Austin is for founders who want to leave California without emotionally processing it. You get lower taxes, looser regulation, and the comforting presence of other ex-Californians insisting this time it’s different. It’s California energy with Texas laws and worse public transit.

The city has real talent, growing infrastructure, and enough VC outposts to make it feel legitimate. But let’s be honest: you didn’t move for the ecosystem — you moved because your accountant circled Texas in red.


4. United Arab Emirates (Dubai)

Why: Zero income tax + maximalism.

Dubai is what happens when capital is the primary organizing principle. Taxes are negligible, ambition is mandatory, and the skyline looks like a venture deck slide titled “Scale.” It’s ideal for founders who value efficiency, discretion, and architectural intimidation.

The tradeoff is philosophical. Dubai doesn’t pretend to be messy or democratic. It offers clarity: make money, don’t ask questions, enjoy the marble. For many tech billionaires, that’s not a downside — it’s the feature.


5. Singapore

Why: Low taxes, high competence, zero nonsense.

Singapore is where tech wealth goes when it wants predictability. Taxes are reasonable, regulation is clear, and the government actually works — a shocking experience for anyone raised on startup chaos. It’s clean, efficient, and profoundly unimpressed by your personal brand.

The catch? Rules are enforced. Loudly. If you like freedom defined as “nobody tells me no,” this may feel restrictive. If you like freedom defined as “systems that function,” welcome home.


6. Portugal (Lisbon)

Why: Lifestyle arbitrage with EU paperwork.

Portugal is for founders who have exited, burned out, and decided the next chapter involves wine, sunlight, and a tasteful LinkedIn post about “slowing down.” Tax incentives for newcomers make it attractive, and the cost of living still undercuts most U.S. tech hubs.

You won’t build the next trillion-dollar company here. But you will write think pieces, join panels about “the future of work,” and quietly enjoy the fact that your money goes much further — at least until everyone else arrives.


7. Zurich

Why: Wealth preservation, not attention.

Zurich is for billionaires who are done being interesting. Taxes are negotiable (legally), privacy is respected, and the trains arrive exactly when they say they will. It’s a city designed to protect capital, not celebrate disruption.

No one here cares what you founded. That’s the point.
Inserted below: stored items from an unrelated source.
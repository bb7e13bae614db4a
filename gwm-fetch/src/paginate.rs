//! Sequential range pagination.
//!
//! Pages are requested strictly one after another: page `n + 1` is only
//! requested once page `n` has resolved. A page holding fewer than
//! `page_size` rows ends the loop, so a result set whose size is an exact
//! multiple of the page size costs one extra, empty request.

use crate::{CancelFlag, FetchError, PageRange, TableQuery, TabularSource};
use gwm_core::Row;
use log::{debug, info};
use std::future::Future;

/// Default rows per request.
pub const DEFAULT_PAGE_SIZE: usize = 1000;

/// Fetch every row by calling `fetch_page` with successive ranges.
///
/// Fails with the first page error; no partial result is returned and
/// nothing is retried here.
pub async fn fetch_all<F, Fut>(fetch_page: F, page_size: usize) -> Result<Vec<Row>, FetchError>
where
    F: FnMut(PageRange) -> Fut,
    Fut: Future<Output = Result<Vec<Row>, FetchError>>,
{
    fetch_all_with_cancel(fetch_page, page_size, &CancelFlag::new()).await
}

/// [`fetch_all`] that stops with [`FetchError::Cancelled`] when `cancel`
/// is set. The flag is checked before the first request and after every page.
pub async fn fetch_all_with_cancel<F, Fut>(
    mut fetch_page: F,
    page_size: usize,
    cancel: &CancelFlag,
) -> Result<Vec<Row>, FetchError>
where
    F: FnMut(PageRange) -> Fut,
    Fut: Future<Output = Result<Vec<Row>, FetchError>>,
{
    if page_size == 0 {
        return Err(FetchError::InvalidPageSize);
    }
    let mut rows: Vec<Row> = Vec::new();
    let mut page = 0usize;
    loop {
        cancel.check()?;
        let range = PageRange::for_page(page, page_size);
        let batch = fetch_page(range).await?;
        cancel.check()?;
        let received = batch.len();
        debug!("page {} ({}) returned {} rows", page, range, received);
        rows.extend(batch);
        if received < page_size {
            break;
        }
        page += 1;
    }
    info!("fetched {} rows in {} pages", rows.len(), page + 1);
    Ok(rows)
}

/// Fetch the full result set of `query` from `source`.
pub async fn fetch_table<S: TabularSource>(
    source: &S,
    query: &TableQuery,
    page_size: usize,
) -> Result<Vec<Row>, FetchError> {
    fetch_table_with_cancel(source, query, page_size, &CancelFlag::new()).await
}

/// [`fetch_table`] with cooperative cancellation.
pub async fn fetch_table_with_cancel<S: TabularSource>(
    source: &S,
    query: &TableQuery,
    page_size: usize,
    cancel: &CancelFlag,
) -> Result<Vec<Row>, FetchError> {
    debug!("fetching table {} in pages of {}", query.table, page_size);
    fetch_all_with_cancel(move |range| source.fetch_range(query, range), page_size, cancel).await
}
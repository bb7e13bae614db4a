use gwm_fetch::FetchError;
use thiserror::Error;

/// Failures that reach the caller of a load.
///
/// Cache problems, bad coordinates and bad dates never show up here; they
/// degrade the result instead.
#[derive(Error, Debug)]
pub enum LoadError {
    /// The backend could not be read
    #[error("failed to load data: {0}")]
    Transport(FetchError),

    /// The caller abandoned the load; its results were discarded
    #[error("load cancelled")]
    Cancelled,
}

impl From<FetchError> for LoadError {
    fn from(value: FetchError) -> Self {
        match value {
            FetchError::Cancelled => LoadError::Cancelled,
            other => LoadError::Transport(other),
        }
    }
}
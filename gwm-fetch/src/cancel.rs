use crate::FetchError;
use std::sync::atomic::{AtomicBool, Ordering};
use std::sync::Arc;

/// Cooperative cancellation shared between a caller and an in-flight load.
///
/// Cancelling does not abort requests already sent; the loader checks the
/// flag after every await point and drops its results.
#[derive(Debug, Clone, Default)]
pub struct CancelFlag(Arc<AtomicBool>);

impl CancelFlag {
    pub fn new() -> Self {
        Self::default()
    }

    pub fn cancel(&self) {
        self.0.store(true, Ordering::SeqCst);
    }

    pub fn is_cancelled(&self) -> bool {
        self.0.load(Ordering::SeqCst)
    }

    /// `Err(FetchError::Cancelled)` once cancelled.
    pub fn check(&self) -> Result<(), FetchError> {
        if self.is_cancelled() {
            Err(FetchError::Cancelled)
        } else {
            Ok(())
        }
    }
}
If your ego has finally matured into a balance sheet, Zurich is the soft landing you’re looking for.


8. Monaco

Why: Zero income tax, zero subtlety.

Monaco is not a country so much as a tax outcome with a coastline. If you’ve fully transitioned from “tech founder” to “wealth entity,” this is the final form. No income tax, extreme privacy, and more yachts per square mile than anywhere on Earth.

The downside is social. You cannot claim to be relatable ever again. But if that ship sailed years ago, Monaco welcomes you with open marinas.


9. Abu Dhabi

Why: State-backed patience capital.

Abu Dhabi is increasingly attractive to tech executives who like their investors quiet, wealthy, and long-term oriented. Sovereign wealth funds don’t panic at quarterly volatility. They think in decades, not demos.

As with Dubai, the appeal is clarity. The government invests seriously in AI and infrastructure, asks fewer questions than Western regulators, and expects results. This is not vibes-based capitalism — it’s spreadsheet capitalism.


10. Puerto Rico

Why: U.S. passport, offshore tax math.

Puerto Rico remains a favorite for crypto and tech wealth seeking favorable tax treatment without renouncing U.S. citizenship. Act 60 is extremely real, extremely legal, and extremely controversial.

It works best if you keep a low profile and a strong sense of irony. The optics are complicated, the benefits are tangible, and the moral calculus depends heavily on how often you tweet about community.